Что же касается самого атамана Семесенко, то и он не уцелел: спустя полтора года (!) после Проскуровского погрома его расстреляли на станции Ермолинская близ Каменец-Подольского. Где же он был все это время? Служил в войсках Петлюры (есть вариант, что он скрывался под фамилией Дорошенко), совершил еще ряд преступлений, а в мае 1920 г. его арестовали за хищение 3 тысяч рублей казенных денег, а не за убийство И тысяч евреев: эту цифру Семесенко с гордостью называл сам. Вероятно, несколько преувеличивал. В тюрьме он кричал: «Вы не можете меня убить! Я — голос украинского народа!» Вполне возможно, что расстреляли Семесенко, чтобы избавиться от истерического и слишком крикливого свидетеля преступлений высшего начальства.
А теперь, о «высших» — о Головном атамане. Где он был во время погрома? Что знал о нем? Сведения достаточно противоречивы. Все сподвижники С. Петлюры настаивают на его алиби, часто противореча друг другу. Вот свидетельства иного рода.
«Перед погромом, за несколько дней, я видел в ложе театра Петлюру в присутствии Тютюнника и Шепеля».
«В это же время (во время погрома — Ю. Ф.) в Проскурове находился «Сам Петлюра Семен», который все время находился в квартире, в своем штабе… Вдруг 15 февраля 1919 г., в 3 часа дня ровно, атаман Семесенко вышел из штаба, где находился сам Петлюра…», — сообщает Анна Немичиницер. Далее идет рассказ о том, как по намеку из штаба Петлюры на третий день погрома начали собирать деньги, чтобы спасти «оставшихся в живых евреев». Рассказчице было поручено эти деньги передать атаману. «… Мне удалось пробраться с деньгами к Семену Петлюре. Был сам Петлюра Семен и его адъютант… золотую монету и вещи золотые с бриллиантами (я) положила на столе перед Семеном Петлюрой, который на меня исподлобья посмотрел и тут же, взглянув на своего адъютанта, строго сказал: «Примить ци гроши».
Как же быть с известным рассказом «верного Личарды» Александра Доцепко? Пока никак. Продолжим наше исследование.
Видел ли его в театре музыкант Лейдермап, принесла ли в штаб деньги и золото Анна Немичиницер? Кто знает? Может, им просто показалось, что видели они С. Петлюру, а на самом деле это был Шаповал, Бэн, Юнаков. Допустим такую возможность и обратимся к показаниям тех свидетелей, которые никак уж не могли ошибиться.
Доктор Абрахам Салитерник, лечивший Семесенко от «нервного расстройства» венерического происхождения, и атташе Датского Красного Креста Хенрик Пржаповский утверждают следующее.
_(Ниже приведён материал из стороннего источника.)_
//! Call-stack snapshots for script diagnostics.
//!
//! [`CallStack::capture`] walks the runtime's activation records from the
//! innermost frame outwards and copies what `lua_getinfo` reports into plain
//! [`CallStackEntry`] records. The snapshot is detached from the runtime: it
//! can be rendered, logged or serialized after the frames are gone.
//!
//! # Example output
//!
//! ```text
//! #0 c (global) at scripts/test.lua:3
//! #1 b (global) at scripts/test.lua:6
//! #2 - (-) at scripts/test.lua:12
//! ```

use std::ffi::{CStr, c_char, c_int};
use std::fmt;

use log::error;
use mlua::ffi;
use serde::Serialize;

use super::stack::LuaStack;

/// Rendering options for [`CallStack::render`] and [`CallStack::print`].
#[derive(Debug, Clone, Copy, Default, PartialEq, Eq)]
pub struct PrintConfig {
    /// Adds parameter, upvalue, line-range, vararg and tail-call details.
    pub verbose: bool,
}

/// Default number of frames captured for error reports.
pub const DEFAULT_MAX_DEPTH: usize = 16;

/// How much of the call stack the protected-call message handler reports.
#[derive(Debug, Clone, Copy, PartialEq, Eq)]
pub struct TraceConfig {
    pub verbose: bool,
    pub max_depth: usize,
}

impl Default for TraceConfig {
    fn default() -> Self {
        Self {
            verbose: false,
            max_depth: DEFAULT_MAX_DEPTH,
        }
    }
}

impl TraceConfig {
    pub fn print_config(&self) -> PrintConfig {
        PrintConfig {
            verbose: self.verbose,
        }
    }
}

/// One activation record, copied out of the runtime.
#[derive(Debug, Clone, PartialEq, Eq, Serialize)]
pub struct CallStackEntry {
    /// Name the caller used for the function, when the runtime can tell.
    pub name: Option<String>,
    /// How `name` was found: `global`, `local`, `method`, `field`, `upvalue`.
    pub name_kind: Option<String>,
    /// Raw chunk source descriptor (`@path/to/file.lua`, `=[C]`, or code).
    pub source: String,
    /// Printable form of `source`, as produced by the runtime.
    pub short_source: String,
    /// `Lua`, `C` or `main`.
    pub what: String,
    pub current_line: Option<i32>,
    /// First and last line of the function definition.
    pub line_range: Option<(i32, i32)>,
    pub upvalue_count: u8,
    pub parameter_count: u8,
    pub is_variadic: bool,
    pub is_tail_call: bool,
}

fn opt_string(ptr: *const c_char) -> Option<String> {
    if ptr.is_null() {
        return None;
    }
    let s = unsafe { CStr::from_ptr(ptr) }.to_string_lossy().into_owned();
    (!s.is_empty()).then_some(s)
}

impl CallStackEntry {
    fn from_debug(ar: &ffi::lua_Debug) -> Self {
        let short_source = unsafe { CStr::from_ptr(ar.short_src.as_ptr()) }
            .to_string_lossy()
            .into_owned();
        Self {
            name: opt_string(ar.name),
            name_kind: opt_string(ar.namewhat),
            source: opt_string(ar.source).unwrap_or_default(),
            short_source,
            what: opt_string(ar.what).unwrap_or_default(),
            current_line: (ar.currentline >= 0).then_some(ar.currentline),
            line_range: (ar.linedefined >= 0).then_some((ar.linedefined, ar.lastlinedefined)),
            upvalue_count: ar.nups,
            parameter_count: ar.nparams,
            is_variadic: ar.isvararg != 0,
            is_tail_call: ar.istailcall != 0,
        }
    }

    /// Compact `"file:line"` label for log prefixes.
    ///
    /// The directory prefix is stripped. The filename is left out when the
    /// source descriptor has no path separator, and the colon is left out when
    /// the line is unknown.
    pub fn tag(&self) -> String {
        let file = self
            .source
            .rfind(['/', '\\'])
            .map(|pos| &self.source[pos + 1..])
            .unwrap_or("");
        match self.current_line {
            Some(line) => format!("{file}:{line}"),
            None => file.to_string(),
        }
    }

    fn render_line(&self, depth: usize, config: PrintConfig) -> String {
        let name = self.name.as_deref().unwrap_or("-");
        let kind = self.name_kind.as_deref().unwrap_or("-");
        let line = self
            .current_line
            .map_or_else(|| "-".to_string(), |l| l.to_string());
        let mut out = format!("#{depth} {name} ({kind}) at {}:{line}", self.short_source);
        if config.verbose {
            let range = self
                .line_range
                .map_or_else(|| "-".to_string(), |(first, last)| format!("{first}-{last}"));
            out.push_str(&format!(
                " [{}] params={} upvalues={} lines={range} vararg={} tailcall={}",
                if self.what.is_empty() { "-" } else { &self.what },
                self.parameter_count,
                self.upvalue_count,
                self.is_variadic,
                self.is_tail_call,
            ));
        }
        out
    }
}

/// Ordered snapshot of the runtime's call stack, innermost frame first.
#[derive(Debug, Clone, Default, PartialEq, Eq, Serialize)]
pub struct CallStack {
    entries: Vec<CallStackEntry>,
}

impl CallStack {
    /// Captures up to `max_depth` frames starting at level 0, the running
    /// function.
    pub fn capture(stack: &LuaStack, max_depth: usize) -> Self {
        Self::capture_from(stack, 0, max_depth)
    }

    /// Captures up to `max_depth` frames starting at `level`.
    ///
    /// Native callbacks pass 1 to skip their own frame.
    pub fn capture_from(stack: &LuaStack, level: c_int, max_depth: usize) -> Self {
        let mut entries = Vec::new();
        let mut level = level;
        while entries.len() < max_depth {
            // SAFETY: lua_Debug is a plain C record; all-zero is a valid
            // initial state for lua_getstack to fill.
            let mut ar: ffi::lua_Debug = unsafe { std::mem::zeroed() };
            if unsafe { ffi::lua_getstack(stack.as_ptr(), level, &mut ar) } == 0 {
                break;
            }
            if unsafe { ffi::lua_getinfo(stack.as_ptr(), c"nSltu".as_ptr(), &mut ar) } == 0 {
                break;
            }
            entries.push(CallStackEntry::from_debug(&ar));
            level += 1;
        }
        Self { entries }
    }

    pub fn entries(&self) -> &[CallStackEntry] {
        &self.entries
    }

    pub fn len(&self) -> usize {
        self.entries.len()
    }

    pub fn is_empty(&self) -> bool {
        self.entries.is_empty()
    }

    pub fn iter(&self) -> std::slice::Iter<'_, CallStackEntry> {
        self.entries.iter()
    }

    /// Tag of the innermost frame, or an empty string when there is none.
    pub fn top_tag(&self) -> String {
        self.entries.first().map(CallStackEntry::tag).unwrap_or_default()
    }

    /// One line per frame. Never fails; missing fields render as `-`.
    pub fn render(&self, config: PrintConfig) -> String {
        self.entries
            .iter()
            .enumerate()
            .map(|(depth, entry)| entry.render_line(depth, config))
            .collect::<Vec<_>>()
            .join("\n")
    }

    /// Writes the rendering to the diagnostic log stream.
    pub fn print(&self, config: PrintConfig) {
        for line in self.render(config).lines() {
            error!(target: "lua", "  {line}");
        }
    }

    /// JSON dump of the snapshot.
    pub fn to_json(&self) -> Result<String, String> {
        serde_json::to_string_pretty(&self.entries)
            .map_err(|e| format!("Failed to serialize call stack: {e}"))
    }
}

impl<'a> IntoIterator for &'a CallStack {
    type Item = &'a CallStackEntry;
    type IntoIter = std::slice::Iter<'a, CallStackEntry>;

    fn into_iter(self) -> Self::IntoIter {
        self.entries.iter()
    }
}

/// Logs `message` prefixed with the calling script's `file:line` tag.
pub(crate) fn report_to_caller(stack: &LuaStack, message: impl fmt::Display) {
    let tag = CallStack::capture_from(stack, 1, 1).top_tag();
    error!(target: "lua", "[{tag}] {message}");
}

/// Ends a native callback whose script caller broke the binding contract.
///
/// Debug builds raise a Lua error positioned at the caller, which the
/// enclosing protected call reports as a `RuntimeError`. Release builds log
/// the message with the caller's tag and let the script carry on.
///
/// # Safety
///
/// Must be the tail of a native callback. In debug builds it does not
/// return, so no frame between here and the runtime may still own a value
/// that needs dropping.
pub(crate) unsafe fn contract_violation(stack: &LuaStack, message: String) -> c_int {
    #[cfg(debug_assertions)]
    {
        unsafe { ffi::luaL_where(stack.as_ptr(), 1) };
        stack.push_str(&message);
        drop(message);
        unsafe {
            ffi::lua_concat(stack.as_ptr(), 2);
            ffi::lua_error(stack.as_ptr())
        }
    }
    #[cfg(not(debug_assertions))]
    {
        report_to_caller(stack, message);
        0
    }
}

#[cfg(test)]
mod tests {
    use super::*;

    fn entry(source: &str, line: Option<i32>) -> CallStackEntry {
        CallStackEntry {
            name: None,
            name_kind: None,
            source: source.to_string(),
            short_source: source.trim_start_matches(['@', '=']).to_string(),
            what: "Lua".to_string(),
            current_line: line,
            line_range: None,
            upvalue_count: 0,
            parameter_count: 0,
            is_variadic: false,
            is_tail_call: false,
        }
    }

    #[test]
    fn test_tag_strips_directories() {
        assert_eq!(entry("@assets/scripts/player.lua", Some(12)).tag(), "player.lua:12");
        assert_eq!(entry("@C:\\game\\main.lua", Some(3)).tag(), "main.lua:3");
    }

    #[test]
    fn test_tag_without_line_omits_colon() {
        assert_eq!(entry("@assets/scripts/player.lua", None).tag(), "player.lua");
    }

    #[test]
    fn test_tag_without_separator_omits_filename() {
        assert_eq!(entry("=[C]", None).tag(), "");
        assert_eq!(entry("@main.lua", Some(4)).tag(), ":4");
    }

    #[test]
    fn test_render_uses_placeholders() {
        let stack = CallStack {
            entries: vec![entry("=[C]", None)],
        };
        assert_eq!(stack.render(PrintConfig::default()), "#0 - (-) at [C]:-");
        let verbose = stack.render(PrintConfig { verbose: true });
        assert!(verbose.contains("lines=-"));
        assert!(verbose.contains("tailcall=false"));
    }

    #[test]
    fn test_to_json_lists_entries() {
        let stack = CallStack {
            entries: vec![entry("@a/b.lua", Some(1))],
        };
        let json = stack.to_json().unwrap();
        assert!(json.contains("\"current_line\": 1"));
    }
}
Первый говорит о том, что на второй день погрома его пациент был вызван на станцию для доклада к прибывшему туда Верховному, что его явно встревожило, но вернулся он в хорошем настроении. Второй (Пржаповский) в тот же день добился аудиенции у Петлюры, «во время которой Семесенко ворвался в комнату с возгласом: «Согласно приказу Верховного атамана, я начал погром в 12:00 дня. Четыре тысячи зарегистрированных евреев уничтожено». С. Петлюра был очень смущен, бросил на Семесенко злобный взгляд и попытался перевести разговор на тему о большевистском восстании в городе. Стоя у стола, он спросил: «Чего большевики хотели?» И опять Семесенко, не уловив хода С. Петлюры, ответил: «Евреи ничего не хотели». С. Петлюра выпроводил Семесенко и попросил Пржановского «забыть то, что он слышал».